→ **Exercise directions**
The entries below should be copied exactly and completely.
====
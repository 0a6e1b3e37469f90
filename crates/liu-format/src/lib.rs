//! # liu-format
//!
//! Liu 流式音频框架 MPEG 音频解析库.
//!
//! 本 crate 在 `liu-codec` 的解码基类上实现 MPEG 音频: 帧同步、VBR 元数据、
//! 字节与时间换算, 单帧解码交给可替换的后端.

pub mod mpegaudio;
pub mod probe;

// 重导出常用类型
pub use mpegaudio::{FrameDecoder, FrameHeader, MpegAudioDecoder, MpegAudioSettings};
pub use probe::{ProbeResult, ProbeScore};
====
→ **Reply to the task**
repository 0a6e1b3e37469f90
filename crates/liu-format/src/lib.rs
//! # liu-format
//!
//! Liu 流式音频框架 MPEG 音频解析库.
//!
//! 本 crate 在 `liu-codec` 的解码基类上实现 MPEG 音频: 帧同步、VBR 元数据、
//! 字节与时间换算, 单帧解码交给可替换的后端.

pub mod mpegaudio;
pub mod probe;

// 重导出常用类型
pub use mpegaudio::{FrameDecoder, FrameHeader, MpegAudioDecoder, MpegAudioSettings};
pub use probe::{ProbeResult, ProbeScore};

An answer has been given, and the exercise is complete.